You know, someone on Twitter said something like 'good to see they've cast a black guy as Porthos.' And I was like, eh?! He's _black_?


----------



## Ice fyre (Jan 29, 2014)

I know Mouse! I just thought he was quite a handsome fella!


----------



## Ursa major (Jan 29, 2014)

All the musketeers were based on real people, all of them from the far south-west of France, near the border with Spain.

In fact, Armand d'Athos (Athos), Isaac de Porthau (Porthos), Henri d'Aramitz (Aramis) and the captain, Comte de Troisville (Monsieur de Tréville) were related. Armand d'Athos was the first cousin of Isaac de Porthau. Isaac de Porthau was also the first cousin of the Comte de Troisville. The Comte de Troisville was the uncle of Henri d'Aramitz. All of them were born in the traditional French province of Béarn.

Given where they were all born, it's quite likely that at least some of them would have a darker complexion than the average inhabitant of Paris.

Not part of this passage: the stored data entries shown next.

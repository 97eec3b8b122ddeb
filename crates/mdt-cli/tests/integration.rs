use assert_cmd::Command;
use predicates::prelude::*;
use tempfile::TempDir;

fn mdt(dir: &TempDir) -> Command {
    let mut cmd = Command::cargo_bin("mdt").unwrap();
    cmd.current_dir(dir.path()).env("MDT_ROOT", dir.path());
    cmd
}

fn init_project(dir: &TempDir) {
    mdt(dir).arg("init").assert().success();
}

fn create_cr(dir: &TempDir, key: &str, title: &str, problem: &str) {
    mdt(dir)
        .args(["cr", "create", key, "--title", title, "--problem", problem])
        .assert()
        .success();
}

fn declare(dir: &TempDir, key: &str, path: &str, role: &str, responsibility: &str) {
    mdt(dir)
        .args([
            "cr",
            "declare",
            key,
            path,
            "--role",
            role,
            "--responsibility",
            responsibility,
        ])
        .assert()
        .success();
}

// ---------------------------------------------------------------------------
// mdt init
// ---------------------------------------------------------------------------

#[test]
fn init_creates_directory_tree() {
    let dir = TempDir::new().unwrap();
    mdt(&dir).arg("init").assert().success();

    assert!(dir.path().join(".mdt").is_dir());
    assert!(dir.path().join(".mdt/crs").is_dir());
    assert!(dir.path().join(".mdt/config.yaml").exists());
}

#[test]
fn init_is_idempotent() {
    let dir = TempDir::new().unwrap();
    mdt(&dir).arg("init").assert().success();
    mdt(&dir).arg("init").assert().success();
}

// ---------------------------------------------------------------------------
// mdt cr
// ---------------------------------------------------------------------------

#[test]
fn cr_create_normalizes_key_and_writes_files() {
    let dir = TempDir::new().unwrap();
    init_project(&dir);

    mdt(&dir)
        .args([
            "cr", "create", "mdt-66", "--title", "Split commands", "--problem", "One big file",
        ])
        .assert()
        .success()
        .stdout(predicate::str::contains("MDT-066"));

    assert!(dir.path().join(".mdt/crs/MDT-066/manifest.yaml").exists());
    assert!(dir.path().join(".mdt/crs/MDT-066/cr.md").exists());
}

#[test]
fn cr_create_requires_init() {
    let dir = TempDir::new().unwrap();
    mdt(&dir)
        .args(["cr", "create", "MDT-001", "--title", "t", "--problem", "p"])
        .assert()
        .failure()
        .code(5)
        .stderr(predicate::str::contains("not initialized"));
}

#[test]
fn cr_create_rejects_malformed_key() {
    let dir = TempDir::new().unwrap();
    init_project(&dir);
    mdt(&dir)
        .args(["cr", "create", "66-MDT", "--title", "t", "--problem", "p"])
        .assert()
        .failure()
        .code(1)
        .stderr(predicate::str::contains("invalid ticket key"));
}

#[test]
fn cr_show_unknown_key_exits_4() {
    let dir = TempDir::new().unwrap();
    init_project(&dir);
    mdt(&dir)
        .args(["cr", "show", "MDT-999"])
        .assert()
        .failure()
        .code(4)
        .stderr(predicate::str::contains("not found"));
}

#[test]
fn cr_list_shows_created_crs() {
    let dir = TempDir::new().unwrap();
    init_project(&dir);
    create_cr(&dir, "MDT-002", "Second", "p");
    create_cr(&dir, "MDT-001", "First", "p");

    let output = mdt(&dir).args(["cr", "list"]).assert().success();
    let stdout = String::from_utf8(output.get_output().stdout.clone()).unwrap();
    let first = stdout.find("MDT-001").unwrap();
    let second = stdout.find("MDT-002").unwrap();
    assert!(first < second, "list should be sorted by key");
}

#[test]
fn cr_declare_and_verify_size() {
    let dir = TempDir::new().unwrap();
    init_project(&dir);
    create_cr(&dir, "MDT-010", "t", "p");
    declare(&dir, "MDT-010", "commands/login.ext", "feature", "login flow");

    mdt(&dir)
        .args([
            "cr",
            "verify-size",
            "MDT-010",
            "commands/login.ext",
            "--lines",
            "187",
        ])
        .assert()
        .success();

    mdt(&dir)
        .args(["cr", "show", "MDT-010"])
        .assert()
        .success()
        .stdout(predicate::str::contains("187"));
}

#[test]
fn cr_declare_rejects_unknown_role() {
    let dir = TempDir::new().unwrap();
    init_project(&dir);
    create_cr(&dir, "MDT-011", "t", "p");
    mdt(&dir)
        .args([
            "cr",
            "declare",
            "MDT-011",
            "a.ext",
            "--role",
            "gizmo",
            "--responsibility",
            "r",
        ])
        .assert()
        .failure()
        .code(1)
        .stderr(predicate::str::contains("invalid role"));
}

// ---------------------------------------------------------------------------
// mdt design
// ---------------------------------------------------------------------------

fn duplicated_validation_cr(dir: &TempDir, key: &str) {
    create_cr(dir, key, "Split command validation", "Commands duplicate their request checks");
    declare(dir, key, "commands/login.ext", "feature", "input validation");
    declare(dir, key, "commands/signup.ext", "feature", "input validation");
}

#[test]
fn design_not_needed_for_trivial_cr() {
    let dir = TempDir::new().unwrap();
    init_project(&dir);
    create_cr(&dir, "MDT-020", "Fix typo", "One wrong word");
    declare(&dir, "MDT-020", "errors.ext", "utility", "error text");

    mdt(&dir)
        .args(["design", "MDT-020"])
        .assert()
        .success()
        .stdout(predicate::str::contains("architecture design not needed"));
}

#[test]
fn design_surfaces_decisions_for_repeated_responsibility() {
    let dir = TempDir::new().unwrap();
    init_project(&dir);
    duplicated_validation_cr(&dir, "MDT-021");

    mdt(&dir)
        .args(["design", "MDT-021"])
        .assert()
        .success()
        .stdout(predicate::str::contains("1 decision point(s)"))
        .stdout(predicate::str::contains("(recommended)"))
        .stdout(predicate::str::contains("input validation"));
}

#[test]
fn design_select_persists_document_and_criteria() {
    let dir = TempDir::new().unwrap();
    init_project(&dir);
    duplicated_validation_cr(&dir, "MDT-022");

    mdt(&dir)
        .args(["design", "MDT-022", "--select", "0"])
        .assert()
        .success()
        .stdout(predicate::str::contains("design r1 persisted"))
        .stdout(predicate::str::contains("shared/input-validation/"));

    let doc = std::fs::read_to_string(dir.path().join(".mdt/crs/MDT-022/cr.md")).unwrap();
    assert!(doc.contains("## Architecture Design (r1)"));
    assert!(doc.contains("### Shared Patterns"));
    assert!(doc.contains("### Size Guidance"));
    assert!(doc.contains("### Extension Rule"));
    assert!(doc.contains("- [ ] Every module in the r1 design"));

    // The extraction target landed in the artifact table.
    mdt(&dir)
        .args(["cr", "show", "MDT-022"])
        .assert()
        .success()
        .stdout(predicate::str::contains("shared/input-validation/"))
        .stdout(predicate::str::contains("r1"));
}

#[test]
fn design_blocked_by_stop_zone_exits_6() {
    let dir = TempDir::new().unwrap();
    init_project(&dir);
    duplicated_validation_cr(&dir, "MDT-023");
    mdt(&dir)
        .args([
            "cr",
            "verify-size",
            "MDT-023",
            "commands/login.ext",
            "--lines",
            "301",
        ])
        .assert()
        .success();

    mdt(&dir)
        .args(["design", "MDT-023", "--select", "0"])
        .assert()
        .failure()
        .code(6)
        .stdout(predicate::str::contains("design blocked"))
        .stdout(predicate::str::contains("301"));

    // Nothing persisted.
    let doc = std::fs::read_to_string(dir.path().join(".mdt/crs/MDT-023/cr.md")).unwrap();
    assert!(!doc.contains("Architecture Design"));
}

#[test]
fn design_select_count_mismatch_exits_1() {
    let dir = TempDir::new().unwrap();
    init_project(&dir);
    duplicated_validation_cr(&dir, "MDT-024");

    mdt(&dir)
        .args(["design", "MDT-024", "--select", "0,1"])
        .assert()
        .failure()
        .code(1)
        .stderr(predicate::str::contains("selection count mismatch"));
}

#[test]
fn design_second_pass_adds_new_revision() {
    let dir = TempDir::new().unwrap();
    init_project(&dir);
    duplicated_validation_cr(&dir, "MDT-025");

    mdt(&dir)
        .args(["design", "MDT-025", "--select", "0"])
        .assert()
        .success();
    mdt(&dir)
        .args(["design", "MDT-025", "--select", "0"])
        .assert()
        .success()
        .stdout(predicate::str::contains("design r2 persisted"));

    let doc = std::fs::read_to_string(dir.path().join(".mdt/crs/MDT-025/cr.md")).unwrap();
    assert!(doc.contains("(r1)"));
    assert!(doc.contains("(r2)"));
}

// ---------------------------------------------------------------------------
// mdt thresholds / config
// ---------------------------------------------------------------------------

#[test]
fn thresholds_lists_all_roles() {
    let dir = TempDir::new().unwrap();
    mdt(&dir)
        .arg("thresholds")
        .assert()
        .success()
        .stdout(predicate::str::contains("feature"))
        .stdout(predicate::str::contains("200"))
        .stdout(predicate::str::contains("300"))
        .stdout(predicate::str::contains("complex-logic"))
        .stdout(predicate::str::contains("600"));
}

#[test]
fn config_show_prints_project() {
    let dir = TempDir::new().unwrap();
    init_project(&dir);
    mdt(&dir)
        .args(["config", "show"])
        .assert()
        .success()
        .stdout(predicate::str::contains("project:"));
}

#[test]
fn config_validate_ok_by_default() {
    let dir = TempDir::new().unwrap();
    init_project(&dir);
    mdt(&dir)
        .args(["config", "validate"])
        .assert()
        .success()
        .stdout(predicate::str::contains("Config OK"));
}

#[test]
fn json_output_is_machine_readable() {
    let dir = TempDir::new().unwrap();
    init_project(&dir);
    duplicated_validation_cr(&dir, "MDT-030");

    let output = mdt(&dir)
        .args(["--json", "design", "MDT-030"])
        .assert()
        .success();
    let stdout = String::from_utf8(output.get_output().stdout.clone()).unwrap();
    let value: serde_json::Value = serde_json::from_str(&stdout).unwrap();
    assert_eq!(value["decisions"].as_array().unwrap().len(), 1);
}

They and d'Artagnon - Charles de Batz-Castelmore d'Artagnan in real life (surprise, surprise: his uncle knew the Comte de Troisville) - were also Black Musketeers, but that had nothing to do with their compexions: their company rode on black horses; the other company, the grey** musketeers, rode on grey horses (so there would be no need to portray them as Roswell-type aliens...).


----------



## DaCosta (Jan 31, 2014)

Second episode in. Still good. 

I'd go with a 'no' for younger kids. As mentioned, the camera does cut away from the graphic stuff but in some cases that can actually be worse.

Apparently there's an issue with Capaldi being picked up for Dr Who. He didn't know he was going to be cast as the Who while filming TM, so there are going to be some issues with filming the next season of TM (if there is one).


----------



## Mouse (Feb 2, 2014)

I missed ep 2, but currently watching ep 3 now. So they've got a Jack Sparrow-alike in this ep, with an irritating voice.


----------



## thaddeus6th (Feb 2, 2014)

Am I mistaken, or was the chap who Mouse dislikes one of the chaps from Battelstar Galactica? [If he was, please no spoilers. I'm watching the first series on Pick].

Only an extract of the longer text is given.